*EXERCISE INSTRUCTIONS*. Those lines of the records that contain "QuadRenderer" are to be located and copied.

Dataset entries:
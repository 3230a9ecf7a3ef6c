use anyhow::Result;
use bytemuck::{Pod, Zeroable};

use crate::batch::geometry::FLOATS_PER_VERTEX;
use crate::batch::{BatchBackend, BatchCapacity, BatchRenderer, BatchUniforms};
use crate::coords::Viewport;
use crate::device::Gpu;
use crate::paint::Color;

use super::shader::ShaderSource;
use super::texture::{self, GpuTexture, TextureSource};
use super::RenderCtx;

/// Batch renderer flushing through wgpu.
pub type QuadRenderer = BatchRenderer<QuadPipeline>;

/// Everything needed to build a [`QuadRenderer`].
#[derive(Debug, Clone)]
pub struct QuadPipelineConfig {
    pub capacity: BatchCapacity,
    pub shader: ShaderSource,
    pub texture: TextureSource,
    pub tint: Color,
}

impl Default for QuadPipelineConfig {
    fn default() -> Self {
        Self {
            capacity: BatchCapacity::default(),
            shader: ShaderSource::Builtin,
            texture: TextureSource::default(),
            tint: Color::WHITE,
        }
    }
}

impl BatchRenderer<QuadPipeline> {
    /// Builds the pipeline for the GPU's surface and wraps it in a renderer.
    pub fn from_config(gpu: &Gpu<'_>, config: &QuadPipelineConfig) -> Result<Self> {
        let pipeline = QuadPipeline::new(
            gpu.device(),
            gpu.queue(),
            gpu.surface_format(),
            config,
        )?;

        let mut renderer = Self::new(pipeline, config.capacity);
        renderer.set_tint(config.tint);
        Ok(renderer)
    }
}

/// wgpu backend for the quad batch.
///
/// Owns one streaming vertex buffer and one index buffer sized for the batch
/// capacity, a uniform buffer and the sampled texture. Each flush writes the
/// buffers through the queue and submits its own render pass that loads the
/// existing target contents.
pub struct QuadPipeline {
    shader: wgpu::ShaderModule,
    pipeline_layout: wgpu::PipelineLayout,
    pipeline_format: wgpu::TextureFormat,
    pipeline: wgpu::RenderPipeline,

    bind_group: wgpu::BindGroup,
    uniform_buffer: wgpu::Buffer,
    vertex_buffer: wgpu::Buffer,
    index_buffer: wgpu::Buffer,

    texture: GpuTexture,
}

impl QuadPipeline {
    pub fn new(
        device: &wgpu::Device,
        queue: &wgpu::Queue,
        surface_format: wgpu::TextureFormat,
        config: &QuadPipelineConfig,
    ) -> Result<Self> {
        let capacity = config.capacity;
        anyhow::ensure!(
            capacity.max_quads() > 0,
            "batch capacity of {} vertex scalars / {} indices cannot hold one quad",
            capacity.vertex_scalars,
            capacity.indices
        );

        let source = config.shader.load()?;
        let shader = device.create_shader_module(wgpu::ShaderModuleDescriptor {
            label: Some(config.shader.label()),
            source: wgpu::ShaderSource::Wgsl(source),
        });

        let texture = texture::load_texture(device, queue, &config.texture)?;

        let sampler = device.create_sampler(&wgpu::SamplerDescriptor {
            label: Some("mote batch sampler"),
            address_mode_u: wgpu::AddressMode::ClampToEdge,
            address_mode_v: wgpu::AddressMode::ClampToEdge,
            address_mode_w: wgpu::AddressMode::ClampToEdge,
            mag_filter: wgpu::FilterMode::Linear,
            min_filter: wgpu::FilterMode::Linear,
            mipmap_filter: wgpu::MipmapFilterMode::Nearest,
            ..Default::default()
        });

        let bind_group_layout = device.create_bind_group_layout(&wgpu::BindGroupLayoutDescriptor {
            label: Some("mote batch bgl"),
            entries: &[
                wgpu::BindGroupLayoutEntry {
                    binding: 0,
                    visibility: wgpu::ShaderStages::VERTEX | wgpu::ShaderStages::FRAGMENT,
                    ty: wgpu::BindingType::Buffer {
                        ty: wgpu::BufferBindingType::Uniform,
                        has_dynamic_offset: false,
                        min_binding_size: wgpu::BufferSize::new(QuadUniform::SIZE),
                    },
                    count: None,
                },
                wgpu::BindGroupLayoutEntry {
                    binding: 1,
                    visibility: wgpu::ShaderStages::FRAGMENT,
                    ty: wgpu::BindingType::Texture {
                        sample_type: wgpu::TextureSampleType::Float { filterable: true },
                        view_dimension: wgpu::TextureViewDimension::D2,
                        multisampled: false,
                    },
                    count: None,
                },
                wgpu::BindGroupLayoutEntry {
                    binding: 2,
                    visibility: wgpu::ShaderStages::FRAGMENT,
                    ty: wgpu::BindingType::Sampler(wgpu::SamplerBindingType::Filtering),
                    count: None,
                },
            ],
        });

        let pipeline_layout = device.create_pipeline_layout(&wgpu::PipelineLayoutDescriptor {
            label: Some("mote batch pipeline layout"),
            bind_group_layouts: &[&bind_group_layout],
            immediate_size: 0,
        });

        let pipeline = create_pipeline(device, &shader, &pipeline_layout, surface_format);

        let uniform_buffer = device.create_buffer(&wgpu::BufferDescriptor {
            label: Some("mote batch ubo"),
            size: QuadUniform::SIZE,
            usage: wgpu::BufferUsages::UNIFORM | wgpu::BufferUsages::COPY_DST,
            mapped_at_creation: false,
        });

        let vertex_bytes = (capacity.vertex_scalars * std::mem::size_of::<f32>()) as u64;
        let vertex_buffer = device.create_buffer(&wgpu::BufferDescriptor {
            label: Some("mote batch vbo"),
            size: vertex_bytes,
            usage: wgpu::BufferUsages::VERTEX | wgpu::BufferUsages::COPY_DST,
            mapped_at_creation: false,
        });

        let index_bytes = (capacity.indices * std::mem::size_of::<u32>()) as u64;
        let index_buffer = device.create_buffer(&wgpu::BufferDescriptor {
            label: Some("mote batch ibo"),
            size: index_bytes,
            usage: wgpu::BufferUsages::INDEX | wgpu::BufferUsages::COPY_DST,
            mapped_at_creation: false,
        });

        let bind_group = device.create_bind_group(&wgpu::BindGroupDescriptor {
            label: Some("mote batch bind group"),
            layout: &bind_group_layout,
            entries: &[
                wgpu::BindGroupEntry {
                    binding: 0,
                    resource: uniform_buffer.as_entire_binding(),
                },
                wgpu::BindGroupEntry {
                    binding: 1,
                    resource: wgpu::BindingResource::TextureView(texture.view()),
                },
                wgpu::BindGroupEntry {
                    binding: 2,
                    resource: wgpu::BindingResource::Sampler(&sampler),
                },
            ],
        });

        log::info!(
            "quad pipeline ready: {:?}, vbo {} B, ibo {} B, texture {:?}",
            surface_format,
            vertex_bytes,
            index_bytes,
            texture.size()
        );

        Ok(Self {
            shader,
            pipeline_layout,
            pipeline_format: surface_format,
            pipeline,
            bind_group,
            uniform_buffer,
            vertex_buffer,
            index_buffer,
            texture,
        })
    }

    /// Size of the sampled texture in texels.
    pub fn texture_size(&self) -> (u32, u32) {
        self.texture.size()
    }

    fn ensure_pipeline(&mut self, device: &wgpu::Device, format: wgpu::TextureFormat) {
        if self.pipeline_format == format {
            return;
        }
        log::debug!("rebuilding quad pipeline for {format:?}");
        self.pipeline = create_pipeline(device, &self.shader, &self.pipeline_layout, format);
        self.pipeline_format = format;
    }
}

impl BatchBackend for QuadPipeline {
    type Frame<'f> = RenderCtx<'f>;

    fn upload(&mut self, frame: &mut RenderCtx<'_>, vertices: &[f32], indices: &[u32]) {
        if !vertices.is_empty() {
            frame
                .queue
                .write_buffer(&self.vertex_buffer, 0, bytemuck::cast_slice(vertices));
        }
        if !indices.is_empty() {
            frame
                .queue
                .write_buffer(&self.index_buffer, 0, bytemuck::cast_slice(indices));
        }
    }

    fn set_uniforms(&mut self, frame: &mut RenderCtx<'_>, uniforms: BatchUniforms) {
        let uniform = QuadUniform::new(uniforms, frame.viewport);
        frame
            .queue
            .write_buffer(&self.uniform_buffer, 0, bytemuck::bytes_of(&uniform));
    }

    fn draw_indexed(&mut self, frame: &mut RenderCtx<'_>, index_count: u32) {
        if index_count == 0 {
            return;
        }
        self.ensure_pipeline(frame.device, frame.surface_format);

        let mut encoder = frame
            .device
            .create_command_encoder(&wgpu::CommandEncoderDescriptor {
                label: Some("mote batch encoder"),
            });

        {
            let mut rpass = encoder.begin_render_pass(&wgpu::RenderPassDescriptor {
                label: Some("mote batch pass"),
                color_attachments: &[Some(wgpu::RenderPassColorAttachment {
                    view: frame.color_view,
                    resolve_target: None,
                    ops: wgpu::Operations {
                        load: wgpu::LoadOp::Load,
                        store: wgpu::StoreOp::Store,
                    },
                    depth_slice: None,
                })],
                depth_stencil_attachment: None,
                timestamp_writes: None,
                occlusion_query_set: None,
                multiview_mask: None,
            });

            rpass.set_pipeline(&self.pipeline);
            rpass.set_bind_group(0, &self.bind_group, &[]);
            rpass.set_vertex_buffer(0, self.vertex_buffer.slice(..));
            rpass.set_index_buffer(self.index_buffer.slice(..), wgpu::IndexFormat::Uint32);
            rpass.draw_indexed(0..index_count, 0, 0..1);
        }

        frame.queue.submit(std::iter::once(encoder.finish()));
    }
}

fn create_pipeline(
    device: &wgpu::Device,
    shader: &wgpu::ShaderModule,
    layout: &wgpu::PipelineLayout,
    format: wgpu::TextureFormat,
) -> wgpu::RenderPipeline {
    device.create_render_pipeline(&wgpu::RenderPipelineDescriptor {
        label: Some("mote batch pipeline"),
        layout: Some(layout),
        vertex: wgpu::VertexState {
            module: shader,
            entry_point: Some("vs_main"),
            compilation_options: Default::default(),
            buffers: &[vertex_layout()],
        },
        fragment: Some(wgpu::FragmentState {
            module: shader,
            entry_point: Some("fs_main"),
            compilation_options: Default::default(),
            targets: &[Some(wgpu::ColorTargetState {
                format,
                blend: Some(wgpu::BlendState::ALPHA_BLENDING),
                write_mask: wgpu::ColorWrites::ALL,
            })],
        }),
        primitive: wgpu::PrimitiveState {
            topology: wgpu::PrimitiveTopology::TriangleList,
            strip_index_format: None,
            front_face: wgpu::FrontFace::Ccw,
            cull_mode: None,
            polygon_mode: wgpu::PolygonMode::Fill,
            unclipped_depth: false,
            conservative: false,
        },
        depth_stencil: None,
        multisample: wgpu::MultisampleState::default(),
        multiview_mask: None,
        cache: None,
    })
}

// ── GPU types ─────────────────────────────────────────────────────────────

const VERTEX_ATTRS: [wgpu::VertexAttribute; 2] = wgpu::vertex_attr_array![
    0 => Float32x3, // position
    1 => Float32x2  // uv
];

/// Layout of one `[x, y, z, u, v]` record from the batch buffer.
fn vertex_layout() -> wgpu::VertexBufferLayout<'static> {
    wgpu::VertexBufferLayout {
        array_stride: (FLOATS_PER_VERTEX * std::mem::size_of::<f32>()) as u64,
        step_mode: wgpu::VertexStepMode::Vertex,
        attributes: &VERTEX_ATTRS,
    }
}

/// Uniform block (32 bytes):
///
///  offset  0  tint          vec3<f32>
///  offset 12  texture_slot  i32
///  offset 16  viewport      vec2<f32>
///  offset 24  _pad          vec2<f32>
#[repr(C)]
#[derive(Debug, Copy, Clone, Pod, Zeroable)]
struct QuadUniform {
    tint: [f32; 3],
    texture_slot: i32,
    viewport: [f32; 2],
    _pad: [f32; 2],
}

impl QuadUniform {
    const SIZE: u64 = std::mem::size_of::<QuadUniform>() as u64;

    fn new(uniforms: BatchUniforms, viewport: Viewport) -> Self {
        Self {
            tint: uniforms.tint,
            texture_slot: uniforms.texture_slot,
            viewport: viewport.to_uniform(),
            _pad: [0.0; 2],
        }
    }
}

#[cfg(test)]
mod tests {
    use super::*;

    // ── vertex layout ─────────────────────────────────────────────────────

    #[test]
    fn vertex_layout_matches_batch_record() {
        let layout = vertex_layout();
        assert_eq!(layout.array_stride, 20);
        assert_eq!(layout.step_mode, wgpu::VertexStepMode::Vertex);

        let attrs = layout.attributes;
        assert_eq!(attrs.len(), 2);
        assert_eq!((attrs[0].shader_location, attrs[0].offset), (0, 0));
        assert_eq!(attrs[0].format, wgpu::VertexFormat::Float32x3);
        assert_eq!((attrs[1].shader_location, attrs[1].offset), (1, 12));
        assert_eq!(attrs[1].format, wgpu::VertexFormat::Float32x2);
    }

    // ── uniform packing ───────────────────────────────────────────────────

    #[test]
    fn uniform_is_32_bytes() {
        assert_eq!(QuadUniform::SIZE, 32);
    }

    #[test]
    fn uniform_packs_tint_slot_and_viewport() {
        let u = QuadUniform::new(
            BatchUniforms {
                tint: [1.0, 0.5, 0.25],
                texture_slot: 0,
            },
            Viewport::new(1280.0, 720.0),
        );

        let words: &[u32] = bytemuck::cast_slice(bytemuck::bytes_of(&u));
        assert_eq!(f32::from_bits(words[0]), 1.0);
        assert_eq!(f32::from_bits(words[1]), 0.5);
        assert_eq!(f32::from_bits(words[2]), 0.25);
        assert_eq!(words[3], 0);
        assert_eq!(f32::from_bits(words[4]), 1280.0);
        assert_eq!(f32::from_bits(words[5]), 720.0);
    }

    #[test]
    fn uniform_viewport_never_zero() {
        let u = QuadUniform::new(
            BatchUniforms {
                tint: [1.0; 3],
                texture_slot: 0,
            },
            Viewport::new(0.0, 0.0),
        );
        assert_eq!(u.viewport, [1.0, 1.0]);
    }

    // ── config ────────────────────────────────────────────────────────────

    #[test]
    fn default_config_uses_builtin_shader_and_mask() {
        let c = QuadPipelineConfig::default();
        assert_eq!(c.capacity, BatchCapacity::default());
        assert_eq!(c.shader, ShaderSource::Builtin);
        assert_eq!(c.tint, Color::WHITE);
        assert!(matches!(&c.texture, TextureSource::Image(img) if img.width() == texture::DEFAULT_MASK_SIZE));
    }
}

*ANSWER FOR THE TASK*.
pub type QuadRenderer = BatchRenderer<QuadPipeline>;
/// Everything needed to build a [`QuadRenderer`].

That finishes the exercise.